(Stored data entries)
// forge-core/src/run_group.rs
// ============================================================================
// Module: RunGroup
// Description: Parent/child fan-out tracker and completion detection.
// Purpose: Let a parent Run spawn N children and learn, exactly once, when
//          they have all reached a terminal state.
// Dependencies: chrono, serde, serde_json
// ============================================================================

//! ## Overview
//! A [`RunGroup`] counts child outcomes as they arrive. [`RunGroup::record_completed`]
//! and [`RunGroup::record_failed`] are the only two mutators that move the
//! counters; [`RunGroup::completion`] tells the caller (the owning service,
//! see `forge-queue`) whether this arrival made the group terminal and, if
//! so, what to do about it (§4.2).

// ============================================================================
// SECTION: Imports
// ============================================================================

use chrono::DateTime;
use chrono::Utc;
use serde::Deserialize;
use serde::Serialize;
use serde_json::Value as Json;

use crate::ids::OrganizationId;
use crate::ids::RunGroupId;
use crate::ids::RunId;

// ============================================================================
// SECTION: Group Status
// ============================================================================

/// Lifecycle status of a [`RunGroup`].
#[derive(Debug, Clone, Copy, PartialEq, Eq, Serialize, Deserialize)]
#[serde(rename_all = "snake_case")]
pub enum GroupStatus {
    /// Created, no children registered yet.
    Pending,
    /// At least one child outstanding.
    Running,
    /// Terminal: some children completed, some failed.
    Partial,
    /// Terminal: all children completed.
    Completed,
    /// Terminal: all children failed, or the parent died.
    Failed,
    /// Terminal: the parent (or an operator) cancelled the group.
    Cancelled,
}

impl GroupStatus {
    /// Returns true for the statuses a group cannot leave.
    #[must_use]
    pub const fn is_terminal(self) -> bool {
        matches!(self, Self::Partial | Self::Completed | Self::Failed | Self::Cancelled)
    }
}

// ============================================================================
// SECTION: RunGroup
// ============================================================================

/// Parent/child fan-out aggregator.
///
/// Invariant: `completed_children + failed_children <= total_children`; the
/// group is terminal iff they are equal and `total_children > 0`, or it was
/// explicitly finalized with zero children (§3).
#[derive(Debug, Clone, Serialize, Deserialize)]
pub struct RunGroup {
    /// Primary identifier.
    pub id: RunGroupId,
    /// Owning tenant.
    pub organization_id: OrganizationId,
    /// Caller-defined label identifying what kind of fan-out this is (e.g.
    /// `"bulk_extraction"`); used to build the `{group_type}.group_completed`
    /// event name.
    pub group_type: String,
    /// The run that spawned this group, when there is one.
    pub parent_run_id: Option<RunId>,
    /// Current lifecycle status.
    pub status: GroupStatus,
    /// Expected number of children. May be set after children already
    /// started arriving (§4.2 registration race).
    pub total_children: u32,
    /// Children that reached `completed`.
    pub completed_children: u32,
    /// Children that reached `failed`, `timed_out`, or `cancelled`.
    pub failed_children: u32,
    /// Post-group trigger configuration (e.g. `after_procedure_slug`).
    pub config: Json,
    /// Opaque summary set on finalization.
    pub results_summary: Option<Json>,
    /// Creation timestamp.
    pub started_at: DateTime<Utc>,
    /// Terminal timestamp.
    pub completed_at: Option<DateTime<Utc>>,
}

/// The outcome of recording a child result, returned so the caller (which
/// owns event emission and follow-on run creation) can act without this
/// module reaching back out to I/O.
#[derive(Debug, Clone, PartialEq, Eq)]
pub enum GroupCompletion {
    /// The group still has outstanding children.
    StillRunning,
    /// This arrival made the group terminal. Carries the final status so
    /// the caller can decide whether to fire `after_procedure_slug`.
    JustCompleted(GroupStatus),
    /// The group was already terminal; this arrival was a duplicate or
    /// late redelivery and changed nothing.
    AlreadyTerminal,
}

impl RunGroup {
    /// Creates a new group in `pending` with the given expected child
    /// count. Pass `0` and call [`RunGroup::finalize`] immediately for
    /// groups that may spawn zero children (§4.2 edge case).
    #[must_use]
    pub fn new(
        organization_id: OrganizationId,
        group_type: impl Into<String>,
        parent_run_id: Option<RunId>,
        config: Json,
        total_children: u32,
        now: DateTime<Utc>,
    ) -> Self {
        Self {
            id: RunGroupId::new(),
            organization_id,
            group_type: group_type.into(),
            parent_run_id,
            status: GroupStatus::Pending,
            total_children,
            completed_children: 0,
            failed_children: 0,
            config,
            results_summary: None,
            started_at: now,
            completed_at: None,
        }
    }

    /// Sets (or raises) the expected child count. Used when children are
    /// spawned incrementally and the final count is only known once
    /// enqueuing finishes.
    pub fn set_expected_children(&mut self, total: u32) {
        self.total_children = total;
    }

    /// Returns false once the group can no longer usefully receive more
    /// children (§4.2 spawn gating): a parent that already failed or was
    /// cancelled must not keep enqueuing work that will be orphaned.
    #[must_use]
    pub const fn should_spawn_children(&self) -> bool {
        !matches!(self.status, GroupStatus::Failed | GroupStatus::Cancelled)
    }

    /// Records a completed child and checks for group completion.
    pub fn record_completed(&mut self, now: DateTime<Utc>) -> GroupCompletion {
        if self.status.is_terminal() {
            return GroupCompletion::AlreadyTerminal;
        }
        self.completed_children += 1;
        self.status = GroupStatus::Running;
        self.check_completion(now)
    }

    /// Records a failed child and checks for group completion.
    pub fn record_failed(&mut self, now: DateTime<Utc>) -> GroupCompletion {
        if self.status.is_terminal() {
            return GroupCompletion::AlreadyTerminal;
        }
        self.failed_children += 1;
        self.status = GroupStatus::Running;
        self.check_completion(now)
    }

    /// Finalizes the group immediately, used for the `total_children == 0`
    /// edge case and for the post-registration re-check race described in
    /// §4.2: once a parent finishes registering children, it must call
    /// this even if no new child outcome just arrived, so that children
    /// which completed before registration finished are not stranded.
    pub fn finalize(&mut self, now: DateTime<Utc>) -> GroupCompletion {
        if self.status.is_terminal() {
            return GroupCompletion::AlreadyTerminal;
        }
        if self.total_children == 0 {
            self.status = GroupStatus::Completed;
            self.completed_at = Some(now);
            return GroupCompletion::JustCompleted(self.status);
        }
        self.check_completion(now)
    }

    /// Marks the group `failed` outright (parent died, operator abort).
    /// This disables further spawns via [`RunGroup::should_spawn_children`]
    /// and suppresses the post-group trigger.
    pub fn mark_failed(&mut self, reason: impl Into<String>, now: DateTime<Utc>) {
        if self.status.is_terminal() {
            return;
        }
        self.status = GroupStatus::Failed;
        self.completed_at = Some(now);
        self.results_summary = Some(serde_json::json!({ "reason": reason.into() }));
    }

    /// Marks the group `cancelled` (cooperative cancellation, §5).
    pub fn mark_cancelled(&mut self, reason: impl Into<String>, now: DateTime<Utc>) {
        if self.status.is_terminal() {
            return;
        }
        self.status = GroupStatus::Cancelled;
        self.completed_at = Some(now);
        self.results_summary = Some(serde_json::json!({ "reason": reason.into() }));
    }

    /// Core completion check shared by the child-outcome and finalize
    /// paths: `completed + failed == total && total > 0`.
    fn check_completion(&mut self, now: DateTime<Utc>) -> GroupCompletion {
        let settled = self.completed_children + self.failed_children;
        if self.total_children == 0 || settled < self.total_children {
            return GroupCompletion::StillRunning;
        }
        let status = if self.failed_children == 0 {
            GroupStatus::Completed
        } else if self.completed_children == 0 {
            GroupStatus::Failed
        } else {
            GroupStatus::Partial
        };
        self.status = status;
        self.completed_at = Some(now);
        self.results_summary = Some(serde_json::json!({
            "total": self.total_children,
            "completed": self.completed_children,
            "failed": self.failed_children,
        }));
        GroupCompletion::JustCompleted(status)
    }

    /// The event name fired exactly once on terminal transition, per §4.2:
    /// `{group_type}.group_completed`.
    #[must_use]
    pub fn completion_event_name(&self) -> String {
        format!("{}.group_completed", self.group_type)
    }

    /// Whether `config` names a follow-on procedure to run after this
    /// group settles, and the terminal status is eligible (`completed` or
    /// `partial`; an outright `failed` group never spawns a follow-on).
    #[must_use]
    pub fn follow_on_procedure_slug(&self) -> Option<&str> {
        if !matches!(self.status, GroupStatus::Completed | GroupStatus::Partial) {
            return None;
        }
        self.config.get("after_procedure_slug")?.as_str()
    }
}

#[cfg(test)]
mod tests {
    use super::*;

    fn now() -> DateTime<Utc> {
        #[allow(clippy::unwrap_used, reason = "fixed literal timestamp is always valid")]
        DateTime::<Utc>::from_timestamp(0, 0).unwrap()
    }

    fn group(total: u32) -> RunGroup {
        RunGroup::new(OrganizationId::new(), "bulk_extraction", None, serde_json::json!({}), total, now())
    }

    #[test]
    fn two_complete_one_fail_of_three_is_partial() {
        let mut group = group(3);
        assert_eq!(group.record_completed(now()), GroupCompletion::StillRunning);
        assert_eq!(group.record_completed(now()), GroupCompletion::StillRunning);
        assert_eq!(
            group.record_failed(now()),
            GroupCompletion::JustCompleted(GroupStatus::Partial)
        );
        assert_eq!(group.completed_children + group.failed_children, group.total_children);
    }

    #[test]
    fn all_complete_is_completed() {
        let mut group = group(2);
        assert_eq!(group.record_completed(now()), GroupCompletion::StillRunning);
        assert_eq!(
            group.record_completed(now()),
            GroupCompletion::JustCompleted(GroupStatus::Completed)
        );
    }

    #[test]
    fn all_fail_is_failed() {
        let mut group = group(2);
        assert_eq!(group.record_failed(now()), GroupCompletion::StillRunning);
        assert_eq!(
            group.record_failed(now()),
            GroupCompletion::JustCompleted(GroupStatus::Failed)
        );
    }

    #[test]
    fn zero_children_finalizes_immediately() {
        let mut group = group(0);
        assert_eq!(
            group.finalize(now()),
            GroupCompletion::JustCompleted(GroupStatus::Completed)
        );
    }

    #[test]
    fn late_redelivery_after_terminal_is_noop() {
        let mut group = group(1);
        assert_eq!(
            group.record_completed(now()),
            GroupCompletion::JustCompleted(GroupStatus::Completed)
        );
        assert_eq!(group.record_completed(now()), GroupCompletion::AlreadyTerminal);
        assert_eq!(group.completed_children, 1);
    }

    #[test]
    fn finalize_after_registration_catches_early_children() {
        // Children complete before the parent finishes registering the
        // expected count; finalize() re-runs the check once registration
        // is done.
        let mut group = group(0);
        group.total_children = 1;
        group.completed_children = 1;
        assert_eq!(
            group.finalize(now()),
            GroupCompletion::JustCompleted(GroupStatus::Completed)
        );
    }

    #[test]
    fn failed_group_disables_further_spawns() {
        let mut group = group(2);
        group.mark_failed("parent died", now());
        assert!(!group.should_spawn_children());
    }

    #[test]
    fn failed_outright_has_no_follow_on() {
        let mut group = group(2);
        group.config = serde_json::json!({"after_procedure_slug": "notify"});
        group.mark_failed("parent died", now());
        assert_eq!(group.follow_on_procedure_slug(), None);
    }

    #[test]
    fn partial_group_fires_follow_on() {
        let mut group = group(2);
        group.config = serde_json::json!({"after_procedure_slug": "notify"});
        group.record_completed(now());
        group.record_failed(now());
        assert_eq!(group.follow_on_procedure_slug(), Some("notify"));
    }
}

* * *

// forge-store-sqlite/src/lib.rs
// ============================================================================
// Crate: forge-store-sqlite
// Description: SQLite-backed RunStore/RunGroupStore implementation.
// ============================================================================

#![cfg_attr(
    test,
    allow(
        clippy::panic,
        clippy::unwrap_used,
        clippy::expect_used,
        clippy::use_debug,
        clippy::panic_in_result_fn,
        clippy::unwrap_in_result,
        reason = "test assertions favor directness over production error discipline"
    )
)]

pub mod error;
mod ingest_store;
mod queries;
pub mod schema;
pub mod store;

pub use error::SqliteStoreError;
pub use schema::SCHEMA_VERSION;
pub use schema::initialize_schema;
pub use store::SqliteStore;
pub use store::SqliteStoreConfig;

--

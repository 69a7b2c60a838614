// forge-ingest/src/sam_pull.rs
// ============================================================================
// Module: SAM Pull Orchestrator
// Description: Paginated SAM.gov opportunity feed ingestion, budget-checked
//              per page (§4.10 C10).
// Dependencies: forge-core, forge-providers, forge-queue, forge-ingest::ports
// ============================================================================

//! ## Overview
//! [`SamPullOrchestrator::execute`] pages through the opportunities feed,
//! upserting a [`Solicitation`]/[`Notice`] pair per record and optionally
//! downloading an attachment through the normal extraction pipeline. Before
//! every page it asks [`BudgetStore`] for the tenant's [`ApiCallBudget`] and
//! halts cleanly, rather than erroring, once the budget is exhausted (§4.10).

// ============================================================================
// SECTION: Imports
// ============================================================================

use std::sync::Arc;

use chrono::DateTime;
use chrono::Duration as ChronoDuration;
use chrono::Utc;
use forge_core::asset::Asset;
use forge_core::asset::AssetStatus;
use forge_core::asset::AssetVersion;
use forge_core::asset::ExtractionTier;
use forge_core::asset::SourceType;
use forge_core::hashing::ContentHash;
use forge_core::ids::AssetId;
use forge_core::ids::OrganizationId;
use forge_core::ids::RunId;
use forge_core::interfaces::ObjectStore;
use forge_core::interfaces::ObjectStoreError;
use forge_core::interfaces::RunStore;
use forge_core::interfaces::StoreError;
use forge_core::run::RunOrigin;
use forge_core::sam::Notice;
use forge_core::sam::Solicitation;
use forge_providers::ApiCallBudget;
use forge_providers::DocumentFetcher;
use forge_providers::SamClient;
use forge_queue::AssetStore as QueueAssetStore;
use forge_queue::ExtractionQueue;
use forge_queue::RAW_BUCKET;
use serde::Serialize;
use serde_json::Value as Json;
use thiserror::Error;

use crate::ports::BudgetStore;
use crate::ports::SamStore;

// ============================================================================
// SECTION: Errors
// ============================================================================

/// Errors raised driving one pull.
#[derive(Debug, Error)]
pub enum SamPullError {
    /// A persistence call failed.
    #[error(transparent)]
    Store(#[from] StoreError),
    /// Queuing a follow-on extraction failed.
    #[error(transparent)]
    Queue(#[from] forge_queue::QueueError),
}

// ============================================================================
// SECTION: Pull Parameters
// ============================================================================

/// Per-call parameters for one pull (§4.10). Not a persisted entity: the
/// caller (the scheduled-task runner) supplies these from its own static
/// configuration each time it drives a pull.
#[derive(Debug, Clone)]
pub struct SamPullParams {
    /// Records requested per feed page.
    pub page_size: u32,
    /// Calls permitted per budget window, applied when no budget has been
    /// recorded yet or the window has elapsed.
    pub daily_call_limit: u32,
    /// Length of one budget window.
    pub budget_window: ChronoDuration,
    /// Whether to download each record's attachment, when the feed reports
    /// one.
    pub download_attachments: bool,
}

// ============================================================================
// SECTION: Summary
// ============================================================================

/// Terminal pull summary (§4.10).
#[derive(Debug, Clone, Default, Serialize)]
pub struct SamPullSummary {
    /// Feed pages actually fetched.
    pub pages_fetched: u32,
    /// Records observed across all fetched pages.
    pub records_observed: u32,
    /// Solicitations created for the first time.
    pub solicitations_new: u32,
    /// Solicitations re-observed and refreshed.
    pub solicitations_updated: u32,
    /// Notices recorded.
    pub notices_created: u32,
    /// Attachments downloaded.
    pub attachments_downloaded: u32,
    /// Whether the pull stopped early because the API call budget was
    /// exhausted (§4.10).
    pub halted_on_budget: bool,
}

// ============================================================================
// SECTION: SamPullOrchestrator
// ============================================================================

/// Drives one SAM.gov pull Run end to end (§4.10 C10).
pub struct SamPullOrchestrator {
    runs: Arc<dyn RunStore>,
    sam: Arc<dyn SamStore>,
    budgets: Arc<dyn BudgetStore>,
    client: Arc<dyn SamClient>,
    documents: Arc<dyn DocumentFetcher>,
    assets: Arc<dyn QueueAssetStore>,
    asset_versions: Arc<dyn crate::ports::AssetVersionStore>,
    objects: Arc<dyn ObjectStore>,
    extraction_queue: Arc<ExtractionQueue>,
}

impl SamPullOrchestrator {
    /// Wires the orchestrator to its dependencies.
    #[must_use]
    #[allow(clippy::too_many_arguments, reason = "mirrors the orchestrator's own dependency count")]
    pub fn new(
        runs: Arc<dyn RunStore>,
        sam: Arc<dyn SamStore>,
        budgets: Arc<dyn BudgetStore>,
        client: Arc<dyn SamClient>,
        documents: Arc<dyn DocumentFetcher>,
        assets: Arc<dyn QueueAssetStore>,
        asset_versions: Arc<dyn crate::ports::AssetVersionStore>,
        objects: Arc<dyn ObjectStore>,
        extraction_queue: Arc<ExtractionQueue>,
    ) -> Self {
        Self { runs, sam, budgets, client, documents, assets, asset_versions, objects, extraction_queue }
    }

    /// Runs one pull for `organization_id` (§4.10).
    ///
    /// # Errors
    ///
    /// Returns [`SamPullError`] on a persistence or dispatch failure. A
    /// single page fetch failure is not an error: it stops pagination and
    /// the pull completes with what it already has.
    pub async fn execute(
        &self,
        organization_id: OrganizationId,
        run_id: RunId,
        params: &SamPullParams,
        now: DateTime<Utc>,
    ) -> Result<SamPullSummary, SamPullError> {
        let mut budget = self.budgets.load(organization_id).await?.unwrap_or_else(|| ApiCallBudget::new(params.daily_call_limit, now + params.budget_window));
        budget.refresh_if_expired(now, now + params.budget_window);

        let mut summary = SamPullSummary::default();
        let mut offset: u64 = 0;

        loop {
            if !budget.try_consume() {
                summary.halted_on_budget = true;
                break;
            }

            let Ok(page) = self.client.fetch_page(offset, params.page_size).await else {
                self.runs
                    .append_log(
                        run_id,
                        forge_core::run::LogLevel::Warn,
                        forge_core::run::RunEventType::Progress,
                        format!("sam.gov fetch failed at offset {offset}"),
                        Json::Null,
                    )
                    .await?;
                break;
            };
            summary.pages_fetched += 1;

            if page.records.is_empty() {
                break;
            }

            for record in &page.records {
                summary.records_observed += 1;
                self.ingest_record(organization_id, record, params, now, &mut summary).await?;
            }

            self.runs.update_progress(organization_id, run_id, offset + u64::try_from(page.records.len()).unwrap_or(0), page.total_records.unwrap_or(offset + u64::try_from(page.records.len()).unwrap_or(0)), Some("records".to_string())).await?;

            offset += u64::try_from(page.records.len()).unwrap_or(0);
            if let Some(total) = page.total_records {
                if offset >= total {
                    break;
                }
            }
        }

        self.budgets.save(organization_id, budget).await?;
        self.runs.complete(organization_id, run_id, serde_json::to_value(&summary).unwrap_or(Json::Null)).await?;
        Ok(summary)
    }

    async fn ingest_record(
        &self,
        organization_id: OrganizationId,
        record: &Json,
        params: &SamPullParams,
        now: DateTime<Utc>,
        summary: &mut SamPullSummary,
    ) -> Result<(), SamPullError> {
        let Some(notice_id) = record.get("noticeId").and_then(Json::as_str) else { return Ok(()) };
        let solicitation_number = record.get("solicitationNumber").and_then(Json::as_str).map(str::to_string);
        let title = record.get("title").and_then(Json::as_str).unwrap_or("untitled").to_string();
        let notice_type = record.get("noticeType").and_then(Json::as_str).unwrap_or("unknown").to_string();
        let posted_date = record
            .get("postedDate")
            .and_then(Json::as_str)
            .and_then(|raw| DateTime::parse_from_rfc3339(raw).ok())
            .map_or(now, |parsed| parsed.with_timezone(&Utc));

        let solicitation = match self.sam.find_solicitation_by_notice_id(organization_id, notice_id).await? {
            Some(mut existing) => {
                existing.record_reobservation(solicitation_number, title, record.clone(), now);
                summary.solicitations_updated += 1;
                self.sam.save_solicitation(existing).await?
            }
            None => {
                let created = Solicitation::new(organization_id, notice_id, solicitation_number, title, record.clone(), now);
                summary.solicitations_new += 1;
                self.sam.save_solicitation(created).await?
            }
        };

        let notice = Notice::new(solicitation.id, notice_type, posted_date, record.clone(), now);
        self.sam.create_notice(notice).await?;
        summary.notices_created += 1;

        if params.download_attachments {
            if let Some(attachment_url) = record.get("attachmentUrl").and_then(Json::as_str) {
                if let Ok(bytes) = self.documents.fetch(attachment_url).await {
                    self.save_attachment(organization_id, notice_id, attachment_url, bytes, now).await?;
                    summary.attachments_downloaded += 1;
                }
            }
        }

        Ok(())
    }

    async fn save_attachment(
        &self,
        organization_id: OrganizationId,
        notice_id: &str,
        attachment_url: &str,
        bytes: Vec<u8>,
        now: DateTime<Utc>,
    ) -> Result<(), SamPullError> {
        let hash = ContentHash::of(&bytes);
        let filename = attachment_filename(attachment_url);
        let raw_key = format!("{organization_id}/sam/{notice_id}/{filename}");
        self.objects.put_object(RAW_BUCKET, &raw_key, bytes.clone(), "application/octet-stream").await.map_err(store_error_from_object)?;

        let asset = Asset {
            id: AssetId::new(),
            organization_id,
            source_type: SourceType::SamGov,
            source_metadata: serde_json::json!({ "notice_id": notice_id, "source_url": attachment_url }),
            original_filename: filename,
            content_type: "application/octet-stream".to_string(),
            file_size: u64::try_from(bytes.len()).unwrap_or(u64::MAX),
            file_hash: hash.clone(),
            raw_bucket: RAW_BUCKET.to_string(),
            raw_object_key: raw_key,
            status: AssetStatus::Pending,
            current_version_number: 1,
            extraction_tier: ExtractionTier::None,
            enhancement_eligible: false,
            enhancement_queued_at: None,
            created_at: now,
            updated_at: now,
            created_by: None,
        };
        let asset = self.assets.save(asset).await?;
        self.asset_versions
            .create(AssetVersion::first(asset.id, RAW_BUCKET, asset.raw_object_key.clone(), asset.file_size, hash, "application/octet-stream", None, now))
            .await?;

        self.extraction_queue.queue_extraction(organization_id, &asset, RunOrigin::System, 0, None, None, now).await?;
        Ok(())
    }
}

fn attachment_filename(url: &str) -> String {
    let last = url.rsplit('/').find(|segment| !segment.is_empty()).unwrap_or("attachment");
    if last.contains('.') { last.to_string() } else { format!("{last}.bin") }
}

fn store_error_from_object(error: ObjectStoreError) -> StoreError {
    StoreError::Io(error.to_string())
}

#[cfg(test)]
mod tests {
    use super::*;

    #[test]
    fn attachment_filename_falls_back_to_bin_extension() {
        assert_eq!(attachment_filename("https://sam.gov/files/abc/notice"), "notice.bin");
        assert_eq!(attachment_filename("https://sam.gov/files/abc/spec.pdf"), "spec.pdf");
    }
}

### TRY IT
Restate word for word only the lines above from the line containing "self.failed_children += 1;" to the line containing "it must call", both of them included.

### TASK RESULT
        self.failed_children += 1;
        self.status = GroupStatus::Running;
        self.check_completion(now)
    }

    /// Finalizes the group immediately, used for the `total_children == 0`
    /// edge case and for the post-registration re-check race described in
    /// §4.2: once a parent finishes registering children, it must call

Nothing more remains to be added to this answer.